| What is being asked |
When a line of the entries contains the word "client", report that line.

Stored data entries:
╭──
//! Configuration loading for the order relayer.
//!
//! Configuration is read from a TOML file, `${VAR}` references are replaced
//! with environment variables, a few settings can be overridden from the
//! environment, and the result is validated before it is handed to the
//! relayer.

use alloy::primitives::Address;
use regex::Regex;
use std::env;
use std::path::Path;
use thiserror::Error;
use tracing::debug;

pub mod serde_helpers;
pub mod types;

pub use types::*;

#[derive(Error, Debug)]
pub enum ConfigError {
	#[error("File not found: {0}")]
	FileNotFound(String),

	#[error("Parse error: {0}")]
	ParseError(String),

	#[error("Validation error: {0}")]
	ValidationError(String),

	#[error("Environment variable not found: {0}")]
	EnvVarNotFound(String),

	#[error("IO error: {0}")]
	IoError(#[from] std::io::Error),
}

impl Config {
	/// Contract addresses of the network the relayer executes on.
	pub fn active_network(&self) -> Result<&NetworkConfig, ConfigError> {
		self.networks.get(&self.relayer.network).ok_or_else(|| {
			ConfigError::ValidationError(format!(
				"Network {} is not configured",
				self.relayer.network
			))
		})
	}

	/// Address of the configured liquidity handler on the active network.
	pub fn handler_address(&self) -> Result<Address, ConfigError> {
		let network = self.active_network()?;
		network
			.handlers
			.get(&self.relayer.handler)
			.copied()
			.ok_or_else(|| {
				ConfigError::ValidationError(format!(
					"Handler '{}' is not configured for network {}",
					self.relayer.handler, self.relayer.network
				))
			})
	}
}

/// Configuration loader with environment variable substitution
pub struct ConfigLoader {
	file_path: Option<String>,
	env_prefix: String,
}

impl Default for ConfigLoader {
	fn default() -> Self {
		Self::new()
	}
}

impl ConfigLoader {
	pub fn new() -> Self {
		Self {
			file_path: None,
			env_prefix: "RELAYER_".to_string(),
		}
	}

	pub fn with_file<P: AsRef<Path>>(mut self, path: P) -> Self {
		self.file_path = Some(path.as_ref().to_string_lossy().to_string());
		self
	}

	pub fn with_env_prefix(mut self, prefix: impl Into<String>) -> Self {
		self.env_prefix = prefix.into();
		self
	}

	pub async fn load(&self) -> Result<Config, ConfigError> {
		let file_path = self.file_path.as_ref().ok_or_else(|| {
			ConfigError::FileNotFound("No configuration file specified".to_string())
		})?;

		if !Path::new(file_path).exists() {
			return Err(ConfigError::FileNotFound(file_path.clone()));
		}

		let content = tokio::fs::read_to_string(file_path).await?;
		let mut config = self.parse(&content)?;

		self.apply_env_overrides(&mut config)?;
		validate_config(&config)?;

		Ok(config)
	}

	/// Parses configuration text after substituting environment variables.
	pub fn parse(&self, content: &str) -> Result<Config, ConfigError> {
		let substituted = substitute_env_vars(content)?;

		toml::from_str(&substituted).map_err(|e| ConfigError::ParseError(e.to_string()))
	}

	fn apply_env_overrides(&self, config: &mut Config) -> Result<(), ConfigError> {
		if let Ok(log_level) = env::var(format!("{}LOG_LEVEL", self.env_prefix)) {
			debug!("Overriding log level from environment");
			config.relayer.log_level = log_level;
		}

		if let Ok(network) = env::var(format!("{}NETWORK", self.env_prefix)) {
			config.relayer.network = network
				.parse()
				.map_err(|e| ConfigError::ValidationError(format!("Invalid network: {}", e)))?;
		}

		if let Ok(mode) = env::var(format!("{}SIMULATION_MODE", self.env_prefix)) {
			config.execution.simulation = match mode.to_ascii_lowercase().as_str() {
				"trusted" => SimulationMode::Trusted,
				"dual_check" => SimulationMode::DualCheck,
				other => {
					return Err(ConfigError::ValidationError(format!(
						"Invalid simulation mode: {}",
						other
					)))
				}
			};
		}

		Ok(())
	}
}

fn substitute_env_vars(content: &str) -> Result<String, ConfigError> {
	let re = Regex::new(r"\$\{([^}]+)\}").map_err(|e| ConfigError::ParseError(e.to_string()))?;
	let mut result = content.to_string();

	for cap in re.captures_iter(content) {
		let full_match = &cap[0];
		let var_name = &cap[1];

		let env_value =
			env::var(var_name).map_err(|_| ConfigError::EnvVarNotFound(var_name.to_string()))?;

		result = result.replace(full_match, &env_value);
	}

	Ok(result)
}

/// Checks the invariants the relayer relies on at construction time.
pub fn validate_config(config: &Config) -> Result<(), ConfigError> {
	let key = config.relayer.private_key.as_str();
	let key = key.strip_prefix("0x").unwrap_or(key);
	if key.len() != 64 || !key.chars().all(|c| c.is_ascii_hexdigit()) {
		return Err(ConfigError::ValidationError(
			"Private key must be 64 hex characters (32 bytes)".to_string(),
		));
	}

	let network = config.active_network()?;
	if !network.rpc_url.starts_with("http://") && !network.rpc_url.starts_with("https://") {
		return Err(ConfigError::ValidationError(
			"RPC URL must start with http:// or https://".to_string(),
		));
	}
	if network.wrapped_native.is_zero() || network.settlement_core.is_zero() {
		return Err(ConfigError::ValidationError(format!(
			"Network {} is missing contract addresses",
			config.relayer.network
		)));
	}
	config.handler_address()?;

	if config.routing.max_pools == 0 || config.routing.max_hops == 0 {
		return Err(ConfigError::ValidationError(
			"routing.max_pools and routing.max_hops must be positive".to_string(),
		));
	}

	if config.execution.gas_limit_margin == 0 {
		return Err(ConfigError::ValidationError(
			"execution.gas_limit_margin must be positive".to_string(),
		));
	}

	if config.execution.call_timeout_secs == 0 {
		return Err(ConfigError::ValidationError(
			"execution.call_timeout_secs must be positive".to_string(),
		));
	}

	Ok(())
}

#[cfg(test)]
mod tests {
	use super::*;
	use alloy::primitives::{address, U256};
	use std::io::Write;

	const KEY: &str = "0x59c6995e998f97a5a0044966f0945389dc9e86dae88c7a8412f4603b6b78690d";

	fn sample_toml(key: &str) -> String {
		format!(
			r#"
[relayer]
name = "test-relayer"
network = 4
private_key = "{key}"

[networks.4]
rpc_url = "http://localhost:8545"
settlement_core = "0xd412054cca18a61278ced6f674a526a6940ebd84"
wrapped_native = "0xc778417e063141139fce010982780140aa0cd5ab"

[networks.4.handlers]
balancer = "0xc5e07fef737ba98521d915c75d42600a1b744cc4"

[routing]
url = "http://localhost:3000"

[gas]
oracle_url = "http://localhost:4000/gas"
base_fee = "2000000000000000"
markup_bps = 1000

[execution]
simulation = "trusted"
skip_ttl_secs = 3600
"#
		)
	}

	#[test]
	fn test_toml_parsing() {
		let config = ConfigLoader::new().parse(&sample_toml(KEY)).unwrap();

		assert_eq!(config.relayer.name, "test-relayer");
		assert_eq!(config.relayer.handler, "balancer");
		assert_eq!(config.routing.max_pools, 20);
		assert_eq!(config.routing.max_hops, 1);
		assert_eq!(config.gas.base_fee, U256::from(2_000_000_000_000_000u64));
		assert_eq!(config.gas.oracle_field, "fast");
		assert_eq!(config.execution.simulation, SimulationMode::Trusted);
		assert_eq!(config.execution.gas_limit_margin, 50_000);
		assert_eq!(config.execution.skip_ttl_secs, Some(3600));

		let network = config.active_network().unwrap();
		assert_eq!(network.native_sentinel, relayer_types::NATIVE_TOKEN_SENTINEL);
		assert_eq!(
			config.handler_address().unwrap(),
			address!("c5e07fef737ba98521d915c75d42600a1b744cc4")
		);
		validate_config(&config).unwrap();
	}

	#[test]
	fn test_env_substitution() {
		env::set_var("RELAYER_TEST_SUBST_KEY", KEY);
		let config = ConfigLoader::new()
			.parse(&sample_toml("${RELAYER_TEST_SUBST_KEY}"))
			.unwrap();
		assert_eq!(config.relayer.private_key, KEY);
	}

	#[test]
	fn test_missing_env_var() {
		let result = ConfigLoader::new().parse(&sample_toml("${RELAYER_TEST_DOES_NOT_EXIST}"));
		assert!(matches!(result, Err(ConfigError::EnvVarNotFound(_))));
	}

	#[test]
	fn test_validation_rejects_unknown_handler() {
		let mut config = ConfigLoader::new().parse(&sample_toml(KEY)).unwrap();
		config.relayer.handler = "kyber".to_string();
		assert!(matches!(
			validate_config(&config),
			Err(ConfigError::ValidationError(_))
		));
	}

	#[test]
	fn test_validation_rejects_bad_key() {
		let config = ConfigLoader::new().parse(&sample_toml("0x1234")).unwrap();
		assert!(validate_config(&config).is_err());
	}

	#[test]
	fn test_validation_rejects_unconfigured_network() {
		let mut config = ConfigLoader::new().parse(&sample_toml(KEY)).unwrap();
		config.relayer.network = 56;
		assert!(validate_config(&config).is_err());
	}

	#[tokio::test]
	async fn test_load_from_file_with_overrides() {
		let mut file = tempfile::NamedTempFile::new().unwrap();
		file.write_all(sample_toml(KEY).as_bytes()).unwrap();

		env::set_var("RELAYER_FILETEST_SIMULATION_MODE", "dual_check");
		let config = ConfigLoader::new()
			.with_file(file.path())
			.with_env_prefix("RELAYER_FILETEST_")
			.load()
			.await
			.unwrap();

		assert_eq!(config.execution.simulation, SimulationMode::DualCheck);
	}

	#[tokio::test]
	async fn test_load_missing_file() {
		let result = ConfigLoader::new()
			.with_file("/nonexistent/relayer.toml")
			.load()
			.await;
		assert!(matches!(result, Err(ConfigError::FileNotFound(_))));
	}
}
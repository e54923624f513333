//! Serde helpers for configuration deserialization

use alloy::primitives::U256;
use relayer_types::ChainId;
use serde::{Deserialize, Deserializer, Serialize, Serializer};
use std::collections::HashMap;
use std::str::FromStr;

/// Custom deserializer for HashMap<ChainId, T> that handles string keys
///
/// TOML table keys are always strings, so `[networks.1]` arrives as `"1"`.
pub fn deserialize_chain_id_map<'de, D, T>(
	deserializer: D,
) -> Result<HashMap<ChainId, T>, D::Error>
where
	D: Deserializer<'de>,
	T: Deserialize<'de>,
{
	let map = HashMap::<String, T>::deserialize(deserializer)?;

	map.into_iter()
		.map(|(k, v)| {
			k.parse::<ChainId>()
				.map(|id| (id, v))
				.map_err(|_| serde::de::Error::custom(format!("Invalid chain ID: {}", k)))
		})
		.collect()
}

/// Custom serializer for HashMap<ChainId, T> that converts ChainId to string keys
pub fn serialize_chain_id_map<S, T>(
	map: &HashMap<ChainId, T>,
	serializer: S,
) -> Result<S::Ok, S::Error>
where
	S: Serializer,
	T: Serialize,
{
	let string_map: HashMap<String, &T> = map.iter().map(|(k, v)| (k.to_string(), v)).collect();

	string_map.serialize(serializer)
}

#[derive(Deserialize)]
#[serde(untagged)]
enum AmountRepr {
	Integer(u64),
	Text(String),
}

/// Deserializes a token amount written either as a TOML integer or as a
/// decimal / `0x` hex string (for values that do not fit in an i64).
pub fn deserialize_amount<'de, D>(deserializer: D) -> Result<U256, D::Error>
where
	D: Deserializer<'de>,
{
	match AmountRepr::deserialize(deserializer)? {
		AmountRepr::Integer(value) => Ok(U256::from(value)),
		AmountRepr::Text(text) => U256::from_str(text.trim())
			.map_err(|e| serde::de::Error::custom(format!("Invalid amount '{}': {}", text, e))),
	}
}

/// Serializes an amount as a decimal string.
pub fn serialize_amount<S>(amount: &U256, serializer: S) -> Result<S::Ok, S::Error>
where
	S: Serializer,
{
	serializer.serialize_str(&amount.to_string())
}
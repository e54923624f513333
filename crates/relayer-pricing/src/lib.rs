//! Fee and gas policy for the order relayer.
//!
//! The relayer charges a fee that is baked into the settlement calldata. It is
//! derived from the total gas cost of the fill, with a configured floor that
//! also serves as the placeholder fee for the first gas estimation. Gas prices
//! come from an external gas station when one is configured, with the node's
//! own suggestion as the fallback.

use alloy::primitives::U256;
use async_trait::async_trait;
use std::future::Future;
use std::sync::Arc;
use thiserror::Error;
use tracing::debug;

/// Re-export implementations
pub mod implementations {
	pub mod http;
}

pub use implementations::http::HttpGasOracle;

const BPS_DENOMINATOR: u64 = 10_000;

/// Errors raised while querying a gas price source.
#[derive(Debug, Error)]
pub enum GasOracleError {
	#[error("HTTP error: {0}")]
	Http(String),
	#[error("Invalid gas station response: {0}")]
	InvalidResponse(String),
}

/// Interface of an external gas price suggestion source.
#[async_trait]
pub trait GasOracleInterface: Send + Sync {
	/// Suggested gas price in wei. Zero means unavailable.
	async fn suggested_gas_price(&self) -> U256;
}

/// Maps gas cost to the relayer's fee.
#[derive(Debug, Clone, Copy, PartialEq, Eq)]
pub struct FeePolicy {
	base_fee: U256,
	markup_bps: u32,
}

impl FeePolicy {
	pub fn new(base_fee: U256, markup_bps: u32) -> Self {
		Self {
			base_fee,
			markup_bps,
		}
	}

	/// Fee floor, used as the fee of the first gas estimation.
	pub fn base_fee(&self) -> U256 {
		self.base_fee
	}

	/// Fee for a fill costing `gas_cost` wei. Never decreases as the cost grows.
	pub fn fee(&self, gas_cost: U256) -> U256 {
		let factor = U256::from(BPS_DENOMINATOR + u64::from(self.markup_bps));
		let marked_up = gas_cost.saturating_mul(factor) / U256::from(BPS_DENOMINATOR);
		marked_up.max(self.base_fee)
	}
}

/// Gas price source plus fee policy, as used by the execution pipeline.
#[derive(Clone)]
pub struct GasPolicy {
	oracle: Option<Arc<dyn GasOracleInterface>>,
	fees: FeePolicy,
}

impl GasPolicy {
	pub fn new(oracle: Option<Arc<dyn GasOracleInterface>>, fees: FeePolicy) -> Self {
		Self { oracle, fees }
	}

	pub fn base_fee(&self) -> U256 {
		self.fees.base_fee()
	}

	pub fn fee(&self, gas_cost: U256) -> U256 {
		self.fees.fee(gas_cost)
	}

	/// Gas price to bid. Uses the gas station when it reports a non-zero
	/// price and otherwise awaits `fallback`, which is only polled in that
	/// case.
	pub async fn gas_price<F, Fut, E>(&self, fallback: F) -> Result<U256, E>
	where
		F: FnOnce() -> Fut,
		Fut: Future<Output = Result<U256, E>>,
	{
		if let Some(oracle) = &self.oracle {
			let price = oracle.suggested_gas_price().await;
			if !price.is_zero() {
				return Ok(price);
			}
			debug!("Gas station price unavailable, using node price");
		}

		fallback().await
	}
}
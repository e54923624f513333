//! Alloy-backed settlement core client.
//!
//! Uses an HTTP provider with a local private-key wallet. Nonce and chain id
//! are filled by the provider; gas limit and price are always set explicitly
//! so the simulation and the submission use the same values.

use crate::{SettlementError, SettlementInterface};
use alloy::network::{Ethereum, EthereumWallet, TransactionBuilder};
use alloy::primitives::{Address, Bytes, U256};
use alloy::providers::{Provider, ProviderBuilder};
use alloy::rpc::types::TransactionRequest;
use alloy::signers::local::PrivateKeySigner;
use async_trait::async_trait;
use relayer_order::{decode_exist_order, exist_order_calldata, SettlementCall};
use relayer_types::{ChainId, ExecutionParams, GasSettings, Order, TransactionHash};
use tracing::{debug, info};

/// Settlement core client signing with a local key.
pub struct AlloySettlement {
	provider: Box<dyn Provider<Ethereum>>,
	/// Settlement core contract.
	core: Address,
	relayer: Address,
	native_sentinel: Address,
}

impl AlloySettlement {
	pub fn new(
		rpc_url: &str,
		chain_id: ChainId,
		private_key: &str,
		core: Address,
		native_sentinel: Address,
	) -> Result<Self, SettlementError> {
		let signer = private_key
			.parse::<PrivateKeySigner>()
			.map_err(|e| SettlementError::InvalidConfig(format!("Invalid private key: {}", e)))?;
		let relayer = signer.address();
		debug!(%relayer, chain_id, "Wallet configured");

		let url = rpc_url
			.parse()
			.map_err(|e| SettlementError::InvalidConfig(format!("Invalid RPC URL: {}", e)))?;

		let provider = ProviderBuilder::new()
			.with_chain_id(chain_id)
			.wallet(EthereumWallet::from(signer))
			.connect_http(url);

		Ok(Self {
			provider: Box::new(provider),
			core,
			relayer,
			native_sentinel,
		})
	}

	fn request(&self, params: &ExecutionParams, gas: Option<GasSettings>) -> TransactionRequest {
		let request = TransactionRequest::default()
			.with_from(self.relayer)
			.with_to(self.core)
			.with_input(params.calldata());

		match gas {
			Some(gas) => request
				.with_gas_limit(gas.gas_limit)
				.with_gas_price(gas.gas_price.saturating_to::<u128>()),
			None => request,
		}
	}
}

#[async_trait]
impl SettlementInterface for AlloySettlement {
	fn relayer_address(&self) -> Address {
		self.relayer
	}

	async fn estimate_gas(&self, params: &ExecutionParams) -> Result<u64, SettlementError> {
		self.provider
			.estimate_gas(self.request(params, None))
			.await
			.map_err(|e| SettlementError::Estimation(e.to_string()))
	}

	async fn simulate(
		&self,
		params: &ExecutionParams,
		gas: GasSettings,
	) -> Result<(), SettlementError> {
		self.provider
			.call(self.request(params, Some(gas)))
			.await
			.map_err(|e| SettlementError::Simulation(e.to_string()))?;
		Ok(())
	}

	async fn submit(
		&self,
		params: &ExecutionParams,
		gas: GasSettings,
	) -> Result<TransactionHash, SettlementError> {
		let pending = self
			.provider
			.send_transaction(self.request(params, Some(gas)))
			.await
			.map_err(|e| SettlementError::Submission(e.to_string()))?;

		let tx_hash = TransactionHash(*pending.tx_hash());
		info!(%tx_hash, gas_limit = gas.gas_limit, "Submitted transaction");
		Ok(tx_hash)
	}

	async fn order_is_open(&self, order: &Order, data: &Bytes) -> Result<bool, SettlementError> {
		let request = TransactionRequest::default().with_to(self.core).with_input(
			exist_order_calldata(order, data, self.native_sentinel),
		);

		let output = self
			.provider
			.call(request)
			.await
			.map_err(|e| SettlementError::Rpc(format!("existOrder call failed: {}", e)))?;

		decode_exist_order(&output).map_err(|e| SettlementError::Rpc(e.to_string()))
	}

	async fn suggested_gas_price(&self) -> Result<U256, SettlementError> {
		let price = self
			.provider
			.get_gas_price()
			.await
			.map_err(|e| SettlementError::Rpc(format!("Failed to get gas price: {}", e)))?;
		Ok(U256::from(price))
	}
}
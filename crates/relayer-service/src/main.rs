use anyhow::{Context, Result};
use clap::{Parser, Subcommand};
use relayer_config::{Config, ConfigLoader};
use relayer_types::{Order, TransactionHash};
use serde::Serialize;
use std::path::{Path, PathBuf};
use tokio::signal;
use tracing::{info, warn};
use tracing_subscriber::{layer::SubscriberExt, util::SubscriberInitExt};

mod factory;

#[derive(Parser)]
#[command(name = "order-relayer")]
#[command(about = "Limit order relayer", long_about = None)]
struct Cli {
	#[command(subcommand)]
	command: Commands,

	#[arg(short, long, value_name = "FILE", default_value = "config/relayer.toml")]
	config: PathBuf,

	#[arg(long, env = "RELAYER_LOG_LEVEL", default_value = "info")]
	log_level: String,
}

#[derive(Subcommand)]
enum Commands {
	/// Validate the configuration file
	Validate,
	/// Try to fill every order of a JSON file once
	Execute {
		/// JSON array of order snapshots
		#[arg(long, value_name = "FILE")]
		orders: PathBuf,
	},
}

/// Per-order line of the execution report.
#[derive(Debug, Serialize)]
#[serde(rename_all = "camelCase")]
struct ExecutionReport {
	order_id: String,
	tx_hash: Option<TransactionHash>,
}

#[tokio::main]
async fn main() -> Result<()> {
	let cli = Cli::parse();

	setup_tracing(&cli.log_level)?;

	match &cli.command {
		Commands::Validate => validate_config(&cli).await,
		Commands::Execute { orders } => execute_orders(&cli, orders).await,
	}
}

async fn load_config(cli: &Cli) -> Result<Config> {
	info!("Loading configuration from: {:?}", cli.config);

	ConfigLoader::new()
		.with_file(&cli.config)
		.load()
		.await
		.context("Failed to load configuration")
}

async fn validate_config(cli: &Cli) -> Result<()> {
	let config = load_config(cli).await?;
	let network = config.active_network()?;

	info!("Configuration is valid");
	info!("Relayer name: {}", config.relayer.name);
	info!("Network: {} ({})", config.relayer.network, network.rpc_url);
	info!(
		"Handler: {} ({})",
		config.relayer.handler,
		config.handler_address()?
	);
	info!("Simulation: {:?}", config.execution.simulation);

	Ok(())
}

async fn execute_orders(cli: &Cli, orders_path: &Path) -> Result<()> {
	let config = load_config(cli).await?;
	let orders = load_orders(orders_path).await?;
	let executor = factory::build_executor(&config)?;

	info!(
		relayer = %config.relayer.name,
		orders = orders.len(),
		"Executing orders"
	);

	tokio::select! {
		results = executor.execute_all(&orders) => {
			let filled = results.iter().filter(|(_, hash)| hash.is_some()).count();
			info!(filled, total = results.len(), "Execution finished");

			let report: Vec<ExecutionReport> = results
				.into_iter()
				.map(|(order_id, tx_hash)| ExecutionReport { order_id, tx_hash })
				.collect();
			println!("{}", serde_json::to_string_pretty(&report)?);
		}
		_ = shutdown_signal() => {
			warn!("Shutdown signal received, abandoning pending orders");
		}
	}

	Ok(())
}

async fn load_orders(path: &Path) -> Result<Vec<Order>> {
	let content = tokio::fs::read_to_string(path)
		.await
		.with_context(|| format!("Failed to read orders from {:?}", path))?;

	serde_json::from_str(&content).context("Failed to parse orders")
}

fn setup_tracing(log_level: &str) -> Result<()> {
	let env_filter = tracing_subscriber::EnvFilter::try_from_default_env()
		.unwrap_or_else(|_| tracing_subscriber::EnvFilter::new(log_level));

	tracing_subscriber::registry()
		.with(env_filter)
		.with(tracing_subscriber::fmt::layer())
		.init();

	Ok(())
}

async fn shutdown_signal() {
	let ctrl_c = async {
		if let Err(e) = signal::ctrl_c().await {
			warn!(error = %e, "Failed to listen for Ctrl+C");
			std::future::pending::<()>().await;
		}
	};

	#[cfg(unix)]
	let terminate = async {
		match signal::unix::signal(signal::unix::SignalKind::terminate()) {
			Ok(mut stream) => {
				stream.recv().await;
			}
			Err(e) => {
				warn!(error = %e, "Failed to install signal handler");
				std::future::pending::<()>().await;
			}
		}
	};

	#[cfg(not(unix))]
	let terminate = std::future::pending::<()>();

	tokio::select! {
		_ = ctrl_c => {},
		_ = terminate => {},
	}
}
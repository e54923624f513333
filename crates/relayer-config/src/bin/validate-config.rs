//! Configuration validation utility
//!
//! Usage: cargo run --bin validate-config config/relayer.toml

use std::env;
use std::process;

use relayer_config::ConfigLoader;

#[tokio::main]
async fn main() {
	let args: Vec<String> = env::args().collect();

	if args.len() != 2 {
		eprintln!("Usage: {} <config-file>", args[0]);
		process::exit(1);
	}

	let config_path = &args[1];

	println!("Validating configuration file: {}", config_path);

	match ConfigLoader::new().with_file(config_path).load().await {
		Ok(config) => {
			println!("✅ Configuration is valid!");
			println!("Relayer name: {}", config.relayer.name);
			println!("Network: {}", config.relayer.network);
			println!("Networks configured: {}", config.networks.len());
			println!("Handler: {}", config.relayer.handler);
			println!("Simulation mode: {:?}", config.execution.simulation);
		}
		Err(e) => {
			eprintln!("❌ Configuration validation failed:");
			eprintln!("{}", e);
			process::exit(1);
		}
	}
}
╰──
| Reply to the exercise |
//! Alloy-backed settlement core client.
/// Settlement core client signing with a local key.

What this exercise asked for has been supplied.